* _ABOUT THIS TASK_:
Every record should be written out exactly, please.

* _RECORDS SHOWN_:
use std::collections::HashMap;
use std::time::{SystemTime, UNIX_EPOCH};

use crate::slice::{Slice, SliceId};
use crate::window::Window;

pub const MIN_PLAYBACK_RATE: f64 = 0.05;

#[derive(Debug, Clone, Copy, PartialEq, Eq, Default)]
pub enum SliceMode {
    #[default]
    Auto,
    Manual,
    Chromatic,
    Random,
}

/// Time-mapping policy applied during playback advancement.
///
/// `Curve` is a reserved hook for a future nonlinear time-warp; it behaves
/// as identity.
#[derive(Debug, Clone, Copy, PartialEq, Eq, Default)]
pub enum WarpMode {
    #[default]
    Linear,
    Rate,
    Curve,
}

/// Note-to-slot assignment for random mode, derived from a contiguous note
/// range by shuffling `[0, range_len)`. Regenerated wholesale, never
/// partially updated.
#[derive(Debug, Clone, Default)]
pub struct RandomMapping {
    slots: HashMap<i32, usize>,
}

impl RandomMapping {
    pub fn generate(lo_note: i32, hi_note: i32, seed: u64) -> Self {
        let (lo, hi) = if lo_note <= hi_note {
            (lo_note, hi_note)
        } else {
            (hi_note, lo_note)
        };
        let count = (hi - lo + 1) as usize;
        let mut order: Vec<usize> = (0..count).collect();

        // Fisher-Yates with an LCG; musical shuffling needs no more.
        let mut rng = seed | 1;
        for i in (1..count).rev() {
            rng = rng.wrapping_mul(6364136223846793005).wrapping_add(1);
            let j = (rng >> 33) as usize % (i + 1);
            order.swap(i, j);
        }

        let slots = order
            .into_iter()
            .enumerate()
            .map(|(i, slot)| (lo + i as i32, slot))
            .collect();
        Self { slots }
    }

    pub fn slot(&self, note: i32) -> Option<usize> {
        self.slots.get(&note).copied()
    }

    pub fn len(&self) -> usize {
        self.slots.len()
    }

    pub fn is_empty(&self) -> bool {
        self.slots.is_empty()
    }
}

/// Aggregate addressing state read on every trigger and mutated only by
/// editing collaborators, all on the engine's control context.
#[derive(Debug, Clone)]
pub struct SamplerState {
    pub window: Window,
    slices: Vec<Slice>,
    pub mode: SliceMode,
    pub base_note: i32,
    pub base_octave: i32,
    random_lo: i32,
    random_hi: i32,
    random_mapping: RandomMapping,
    pub warp: WarpMode,
    playback_rate: f64,
    pub latency_offset: f64,
}

impl Default for SamplerState {
    fn default() -> Self {
        Self {
            window: Window::default(),
            slices: Vec::new(),
            mode: SliceMode::default(),
            base_note: 60,
            base_octave: 3,
            random_lo: 48,
            random_hi: 72,
            random_mapping: RandomMapping::generate(48, 72, time_seed()),
            warp: WarpMode::default(),
            playback_rate: 1.0,
            latency_offset: 0.0,
        }
    }
}

impl SamplerState {
    pub fn set_window(&mut self, start_norm: f64, end_norm: f64) {
        self.window.set_bounds(start_norm, end_norm);
    }

    pub fn add_slice(&mut self, center_norm: f64, half_width_norm: f64) -> SliceId {
        let slice = Slice::new(center_norm, half_width_norm);
        let id = slice.id;
        self.slices.push(slice);
        id
    }

    pub fn move_slice(&mut self, id: SliceId, center_norm: f64) {
        if let Some(slice) = self.slice_mut(id) {
            slice.set_center(center_norm);
        }
    }

    pub fn resize_slice(&mut self, id: SliceId, half_width_norm: f64) {
        if let Some(slice) = self.slice_mut(id) {
            slice.set_half_width(half_width_norm);
        }
    }

    pub fn remove_slice(&mut self, id: SliceId) {
        self.slices.retain(|s| s.id != id);
    }

    pub fn assign_note(&mut self, id: SliceId, note: i32) {
        if let Some(slice) = self.slice_mut(id) {
            slice.assign_note(note);
        }
    }

    pub fn unassign_note(&mut self, id: SliceId, note: i32) {
        if let Some(slice) = self.slice_mut(id) {
            slice.unassign_note(note);
        }
    }

    pub fn slices(&self) -> &[Slice] {
        &self.slices
    }

    pub fn set_mode(&mut self, mode: SliceMode) {
        self.mode = mode;
    }

    pub fn set_base_note(&mut self, note: i32) {
        self.base_note = note;
    }

    pub fn set_base_octave(&mut self, octave: i32) {
        self.base_octave = octave;
    }

    pub fn set_random_range(&mut self, lo_note: i32, hi_note: i32) {
        self.random_lo = lo_note.min(hi_note);
        self.random_hi = lo_note.max(hi_note);
        self.reshuffle();
    }

    pub fn random_range(&self) -> (i32, i32) {
        (self.random_lo, self.random_hi)
    }

    pub fn reshuffle(&mut self) {
        self.reshuffle_with_seed(time_seed());
    }

    pub fn reshuffle_with_seed(&mut self, seed: u64) {
        self.random_mapping = RandomMapping::generate(self.random_lo, self.random_hi, seed);
    }

    pub fn random_mapping(&self) -> &RandomMapping {
        &self.random_mapping
    }

    pub fn set_warp_mode(&mut self, warp: WarpMode) {
        self.warp = warp;
    }

    pub fn set_playback_rate(&mut self, rate: f64) {
        self.playback_rate = rate.max(MIN_PLAYBACK_RATE);
    }

    pub fn playback_rate(&self) -> f64 {
        self.playback_rate
    }

    pub fn set_latency_offset(&mut self, seconds: f64) {
        self.latency_offset = seconds;
    }

    fn slice_mut(&mut self, id: SliceId) -> Option<&mut Slice> {
        self.slices.iter_mut().find(|s| s.id == id)
    }
}

fn time_seed() -> u64 {
    SystemTime::now()
        .duration_since(UNIX_EPOCH)
        .map(|d| d.as_nanos() as u64)
        .unwrap_or(0x5eed)
}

* _WRITTEN REPLY_:
use std::collections::HashMap;
use std::time::{SystemTime, UNIX_EPOCH};

use crate::slice::{Slice, SliceId};
use crate::window::Window;

pub const MIN_PLAYBACK_RATE: f64 = 0.05;

#[derive(Debug, Clone, Copy, PartialEq, Eq, Default)]
pub enum SliceMode {
    #[default]
    Auto,
    Manual,
    Chromatic,
    Random,
}

/// Time-mapping policy applied during playback advancement.
///
/// `Curve` is a reserved hook for a future nonlinear time-warp; it behaves
/// as identity.
#[derive(Debug, Clone, Copy, PartialEq, Eq, Default)]
pub enum WarpMode {
    #[default]
    Linear,
    Rate,
    Curve,
}

/// Note-to-slot assignment for random mode, derived from a contiguous note
/// range by shuffling `[0, range_len)`. Regenerated wholesale, never
/// partially updated.
#[derive(Debug, Clone, Default)]
pub struct RandomMapping {
    slots: HashMap<i32, usize>,
}

impl RandomMapping {
    pub fn generate(lo_note: i32, hi_note: i32, seed: u64) -> Self {
        let (lo, hi) = if lo_note <= hi_note {
            (lo_note, hi_note)
        } else {
            (hi_note, lo_note)
        };
        let count = (hi - lo + 1) as usize;
        let mut order: Vec<usize> = (0..count).collect();

        // Fisher-Yates with an LCG; musical shuffling needs no more.
        let mut rng = seed | 1;
        for i in (1..count).rev() {
            rng = rng.wrapping_mul(6364136223846793005).wrapping_add(1);
            let j = (rng >> 33) as usize % (i + 1);
            order.swap(i, j);
        }

        let slots = order
            .into_iter()
            .enumerate()
            .map(|(i, slot)| (lo + i as i32, slot))
            .collect();
        Self { slots }
    }

    pub fn slot(&self, note: i32) -> Option<usize> {
        self.slots.get(&note).copied()
    }

    pub fn len(&self) -> usize {
        self.slots.len()
    }

    pub fn is_empty(&self) -> bool {
        self.slots.is_empty()
    }
}

/// Aggregate addressing state read on every trigger and mutated only by
/// editing collaborators, all on the engine's control context.
#[derive(Debug, Clone)]
pub struct SamplerState {
    pub window: Window,
    slices: Vec<Slice>,
    pub mode: SliceMode,
    pub base_note: i32,
    pub base_octave: i32,
    random_lo: i32,
    random_hi: i32,
    random_mapping: RandomMapping,
    pub warp: WarpMode,
    playback_rate: f64,
    pub latency_offset: f64,
}

impl Default for SamplerState {
    fn default() -> Self {
        Self {
            window: Window::default(),
            slices: Vec::new(),
            mode: SliceMode::default(),
            base_note: 60,
            base_octave: 3,
            random_lo: 48,
            random_hi: 72,
            random_mapping: RandomMapping::generate(48, 72, time_seed()),
            warp: WarpMode::default(),
            playback_rate: 1.0,
            latency_offset: 0.0,
        }
    }
}

impl SamplerState {
    pub fn set_window(&mut self, start_norm: f64, end_norm: f64) {
        self.window.set_bounds(start_norm, end_norm);
    }

    pub fn add_slice(&mut self, center_norm: f64, half_width_norm: f64) -> SliceId {
        let slice = Slice::new(center_norm, half_width_norm);
        let id = slice.id;
        self.slices.push(slice);
        id
    }

    pub fn move_slice(&mut self, id: SliceId, center_norm: f64) {
        if let Some(slice) = self.slice_mut(id) {
            slice.set_center(center_norm);
        }
    }

    pub fn resize_slice(&mut self, id: SliceId, half_width_norm: f64) {
        if let Some(slice) = self.slice_mut(id) {
            slice.set_half_width(half_width_norm);
        }
    }

    pub fn remove_slice(&mut self, id: SliceId) {
        self.slices.retain(|s| s.id != id);
    }

    pub fn assign_note(&mut self, id: SliceId, note: i32) {
        if let Some(slice) = self.slice_mut(id) {
            slice.assign_note(note);
        }
    }

    pub fn unassign_note(&mut self, id: SliceId, note: i32) {
        if let Some(slice) = self.slice_mut(id) {
            slice.unassign_note(note);
        }
    }

    pub fn slices(&self) -> &[Slice] {
        &self.slices
    }

    pub fn set_mode(&mut self, mode: SliceMode) {
        self.mode = mode;
    }

    pub fn set_base_note(&mut self, note: i32) {
        self.base_note = note;
    }

    pub fn set_base_octave(&mut self, octave: i32) {
        self.base_octave = octave;
    }

    pub fn set_random_range(&mut self, lo_note: i32, hi_note: i32) {
        self.random_lo = lo_note.min(hi_note);
        self.random_hi = lo_note.max(hi_note);
        self.reshuffle();
    }

    pub fn random_range(&self) -> (i32, i32) {
        (self.random_lo, self.random_hi)
    }

    pub fn reshuffle(&mut self) {
        self.reshuffle_with_seed(time_seed());
    }

    pub fn reshuffle_with_seed(&mut self, seed: u64) {
        self.random_mapping = RandomMapping::generate(self.random_lo, self.random_hi, seed);
    }

    pub fn random_mapping(&self) -> &RandomMapping {
        &self.random_mapping
    }

    pub fn set_warp_mode(&mut self, warp: WarpMode) {
        self.warp = warp;
    }

    pub fn set_playback_rate(&mut self, rate: f64) {
        self.playback_rate = rate.max(MIN_PLAYBACK_RATE);
    }

    pub fn playback_rate(&self) -> f64 {
        self.playback_rate
    }

    pub fn set_latency_offset(&mut self, seconds: f64) {
        self.latency_offset = seconds;
    }

    fn slice_mut(&mut self, id: SliceId) -> Option<&mut Slice> {
        self.slices.iter_mut().find(|s| s.id == id)
    }
}

fn time_seed() -> u64 {
    SystemTime::now()
        .duration_since(UNIX_EPOCH)
        .map(|d| d.as_nanos() as u64)
        .unwrap_or(0x5eed)
}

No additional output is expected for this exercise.